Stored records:
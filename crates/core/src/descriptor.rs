use crate::fields::{Address, Email, InterviewDate, Name, Phone, Tag};
use serde::Serialize;
use std::collections::BTreeSet;

/// The fields of a pending edit, each slot independently present or absent.
///
/// Populated incrementally by a parser during one parse call, then handed to
/// the command layer and never mutated again — the builder methods consume
/// `self`, so there is no path to mutate a descriptor in place.
///
/// The tag slot carries three states: `None` leaves the record's tags
/// untouched, `Some(empty set)` clears them all, `Some(non-empty)` replaces
/// them. The other slots are plain present/absent.
#[derive(Debug, Clone, Default, PartialEq, Eq, Serialize)]
pub struct EditPersonDescriptor {
    #[serde(skip_serializing_if = "Option::is_none")]
    name: Option<Name>,
    #[serde(skip_serializing_if = "Option::is_none")]
    phone: Option<Phone>,
    #[serde(skip_serializing_if = "Option::is_none")]
    email: Option<Email>,
    #[serde(skip_serializing_if = "Option::is_none")]
    address: Option<Address>,
    #[serde(skip_serializing_if = "Option::is_none")]
    tags: Option<BTreeSet<Tag>>,
    #[serde(skip_serializing_if = "Option::is_none")]
    interview_date: Option<InterviewDate>,
}

impl EditPersonDescriptor {
    /// Populate the name slot.
    pub fn with_name(mut self, name: Name) -> Self {
        self.name = Some(name);
        self
    }

    /// Populate the phone slot.
    pub fn with_phone(mut self, phone: Phone) -> Self {
        self.phone = Some(phone);
        self
    }

    /// Populate the email slot.
    pub fn with_email(mut self, email: Email) -> Self {
        self.email = Some(email);
        self
    }

    /// Populate the address slot.
    pub fn with_address(mut self, address: Address) -> Self {
        self.address = Some(address);
        self
    }

    /// Populate the tag slot. An empty set means "clear all tags".
    pub fn with_tags(mut self, tags: BTreeSet<Tag>) -> Self {
        self.tags = Some(tags);
        self
    }

    /// Populate the interview date slot.
    pub fn with_interview_date(mut self, date: InterviewDate) -> Self {
        self.interview_date = Some(date);
        self
    }

    /// The name slot.
    pub fn name(&self) -> Option<&Name> {
        self.name.as_ref()
    }

    /// The phone slot.
    pub fn phone(&self) -> Option<&Phone> {
        self.phone.as_ref()
    }

    /// The email slot.
    pub fn email(&self) -> Option<&Email> {
        self.email.as_ref()
    }

    /// The address slot.
    pub fn address(&self) -> Option<&Address> {
        self.address.as_ref()
    }

    /// The tag slot. `Some(empty set)` means "clear all tags".
    pub fn tags(&self) -> Option<&BTreeSet<Tag>> {
        self.tags.as_ref()
    }

    /// The interview date slot.
    pub fn interview_date(&self) -> Option<InterviewDate> {
        self.interview_date
    }

    /// True when at least one slot is populated.
    pub fn edits_anything(&self) -> bool {
        self.name.is_some()
            || self.phone.is_some()
            || self.email.is_some()
            || self.address.is_some()
            || self.tags.is_some()
            || self.interview_date.is_some()
    }
}

/// A fully-specified new contact record, as produced by the add command.
///
/// Unlike [`EditPersonDescriptor`] there are no optional-absence semantics
/// for the mandatory fields; only the interview date may be unset, and the
/// tag set may be empty.
#[derive(Debug, Clone, PartialEq, Eq, Serialize)]
pub struct Person {
    name: Name,
    phone: Phone,
    email: Email,
    address: Address,
    tags: BTreeSet<Tag>,
    #[serde(skip_serializing_if = "Option::is_none")]
    interview_date: Option<InterviewDate>,
}

impl Person {
    /// Assemble a record from validated fields.
    pub fn new(
        name: Name,
        phone: Phone,
        email: Email,
        address: Address,
        tags: BTreeSet<Tag>,
        interview_date: Option<InterviewDate>,
    ) -> Self {
        Self {
            name,
            phone,
            email,
            address,
            tags,
            interview_date,
        }
    }

    /// The contact's name.
    pub fn name(&self) -> &Name {
        &self.name
    }

    /// The contact's phone number.
    pub fn phone(&self) -> &Phone {
        &self.phone
    }

    /// The contact's email address.
    pub fn email(&self) -> &Email {
        &self.email
    }

    /// The contact's postal address.
    pub fn address(&self) -> &Address {
        &self.address
    }

    /// The contact's tags (possibly empty).
    pub fn tags(&self) -> &BTreeSet<Tag> {
        &self.tags
    }

    /// The contact's interview date, if scheduled.
    pub fn interview_date(&self) -> Option<InterviewDate> {
        self.interview_date
    }
}
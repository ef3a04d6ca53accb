//! rolo core library.
//!
//! The argument-parsing layer of the rolo contact editor: prefix-aware
//! tokenization of raw command tails, per-field syntactic validation, and
//! assembly of immutable edit descriptors. One entry point per command —
//! [`parse::edit::parse`], [`parse::tag::parse`], [`parse::add::parse`], and
//! [`parse::delete::parse`] — each consuming the raw text after the command
//! word and returning either a command-ready request value or a
//! [`ParseError`] carrying a structured diagnostic.

#![warn(missing_docs)]

/// Edit descriptors and the fully-specified new-record type.
pub mod descriptor;
/// Parse failures carrying structured diagnostics.
pub mod error;
/// Validated field value types and their constraint rules.
pub mod fields;
/// Per-command parsers and shared parsing steps.
pub mod parse;
/// Prefix registry, tokenizer, and the argument multimap.
pub mod syntax;

// ── Convenience re-exports ──────────────────────────────────────────────────

pub use descriptor::{EditPersonDescriptor, Person};
pub use error::ParseError;
pub use fields::{Address, Email, Index, InterviewDate, Name, Phone, Tag};
pub use parse::add::AddRequest;
pub use parse::delete::DeleteRequest;
pub use parse::edit::EditRequest;
pub use syntax::prefix::Prefix;
pub use syntax::tokenizer::{ArgValue, ArgumentMultimap, tokenize};
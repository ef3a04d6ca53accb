//! Parser for the delete command: the entire input is the target index.

use super::parse_index_preamble;
use crate::error::ParseError;
use crate::fields::Index;
use crate::syntax::tokenizer::tokenize;
use serde::Serialize;

/// Canonical usage line for the delete command.
pub const USAGE: &str = "delete INDEX";

/// A parsed delete command.
#[derive(Debug, Clone, Copy, PartialEq, Eq, Serialize)]
pub struct DeleteRequest {
    /// The 1-based target record index.
    pub index: Index,
}

/// Parse the raw argument tail of a delete command.
///
/// No prefixes are recognized, so everything lands in the preamble; trailing
/// junk after the index therefore fails index validation rather than being
/// silently ignored.
pub fn parse(input: &str) -> Result<DeleteRequest, ParseError> {
    let map = tokenize(input, &[]);
    let index = parse_index_preamble(&map, USAGE)?;
    Ok(DeleteRequest { index })
}
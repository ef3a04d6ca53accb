//! CLI tests for the `rolo explain` subcommand.

use std::process::Command;

use assert_cmd::cargo;

fn rolo_cmd() -> Command {
    Command::new(cargo::cargo_bin!("rolo"))
}

#[test]
fn explain_known_code_json_returns_explanation() {
    let output = rolo_cmd()
        .args(["explain", "RLO1004", "--output", "json"])
        .output()
        .expect("run explain command");

    assert!(output.status.success());
    let stdout = String::from_utf8_lossy(&output.stdout);
    let json: serde_json::Value = serde_json::from_str(&stdout).expect("valid json");
    assert_eq!(json["id"], "RLO1004");
    assert!(json["explanation"].is_string());
}

#[test]
fn explain_unknown_code_json_returns_null_explanation() {
    let output = rolo_cmd()
        .args(["explain", "RLO9999", "--output", "json"])
        .output()
        .expect("run explain command");

    assert!(output.status.success());
    let stdout = String::from_utf8_lossy(&output.stdout);
    let json: serde_json::Value = serde_json::from_str(&stdout).expect("valid json");
    assert_eq!(json["id"], "RLO9999");
    assert!(json["explanation"].is_null());
}

#[test]
fn explain_pretty_shows_human_readable_text() {
    let output = rolo_cmd()
        .args(["explain", "RLO1005", "--output", "pretty"])
        .output()
        .expect("run explain command");

    assert!(output.status.success());
    let stdout = String::from_utf8_lossy(&output.stdout);
    assert!(
        stdout.contains("RLO1005") && stdout.contains(':'),
        "unexpected output: {stdout}"
    );
}

#[test]
fn explain_covers_every_parser_code() {
    for code in rolo_diagnostics::codes::ALL {
        let output = rolo_cmd()
            .args(["explain", code, "--output", "json"])
            .output()
            .expect("run explain command");
        let stdout = String::from_utf8_lossy(&output.stdout);
        let json: serde_json::Value = serde_json::from_str(&stdout).expect("valid json");
        assert!(
            json["explanation"].is_string(),
            "code {code} has no explanation"
        );
    }
}
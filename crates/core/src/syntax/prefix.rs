use std::fmt;

/// An opaque marker identifying a field kind in raw input (e.g. `n/`).
///
/// Prefixes are compared by exact string equality. The set of recognized
/// prefixes is fixed; each command parser declares the subset it accepts.
#[derive(Debug, Clone, Copy, PartialEq, Eq, PartialOrd, Ord, Hash)]
pub struct Prefix(&'static str);

impl Prefix {
    /// Create a prefix from its marker string.
    pub const fn new(marker: &'static str) -> Self {
        Self(marker)
    }

    /// The marker string, exactly as it appears in input.
    pub const fn as_str(self) -> &'static str {
        self.0
    }
}

impl fmt::Display for Prefix {
    fn fmt(&self, f: &mut fmt::Formatter<'_>) -> fmt::Result {
        f.write_str(self.0)
    }
}

/// Contact name.
pub const NAME: Prefix = Prefix::new("n/");
/// Phone number.
pub const PHONE: Prefix = Prefix::new("p/");
/// Email address.
pub const EMAIL: Prefix = Prefix::new("e/");
/// Postal address.
pub const ADDRESS: Prefix = Prefix::new("a/");
/// Tag (repeatable in edit-style commands).
pub const TAG: Prefix = Prefix::new("t/");
/// Interview date.
pub const DATE: Prefix = Prefix::new("d/");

Directions for this task:
Say how many lines of the data hold the string "syntax". Reply with the number alone.

Solved exercise:
5